The cover is really cool. I like the simple, but understated feel to it. It sets you up for a complete surprise once you begin to read the book because it’s filled with tons of creepy and pulse-pounding moments. Penryn and Raffe’s uneasy relationship is surprisingly endearing and it only gets better as the book progresses. I wasn’t sure what to expect since this book seems to be classified as young adult, but I found there to be a number of mature subject matter involved and the only thing separating it from an adult novel is the lack of sex, though the themes are there.
Speaking of themes. There are a number of others that Susan Ee brings to light in this book from racism, to misogyny, to religious beliefs, to human experimentation, to rebellion, to fractured family life. Each setting is structured to tackle these issues, or at least bring them to light for the reader to ponder. But it’s easy to see that it’s all under one big umbrella of deceit.

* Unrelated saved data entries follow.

//! Logging infrastructure
//!
//! Structured logging using tracing and tracing-subscriber:
//! - JSON or pretty console output on stderr
//! - Optional rolling JSON log files
pub mod config;
pub mod logger;

pub use config::{LogConfig, LogFormat, RotationPolicy};
pub use logger::LoggerImpl;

The book only lagged for me once when they reach a resistance camp. I think it’s because that’s the only area of the novel where it felt like your standard dystopian fanfare for the oppressed to strategize about how to take down those currently in power. With a book so unique, this scene stuck out to me like a sore thumb, though it’s still manageable and the book does move along to other places.
There’s very little to complain about on my end. I highly recommend this book. It’s only $1.99 right now, so you’re not breaking the bank too much if you want to give it a try. But I personally think you won’t be sorry.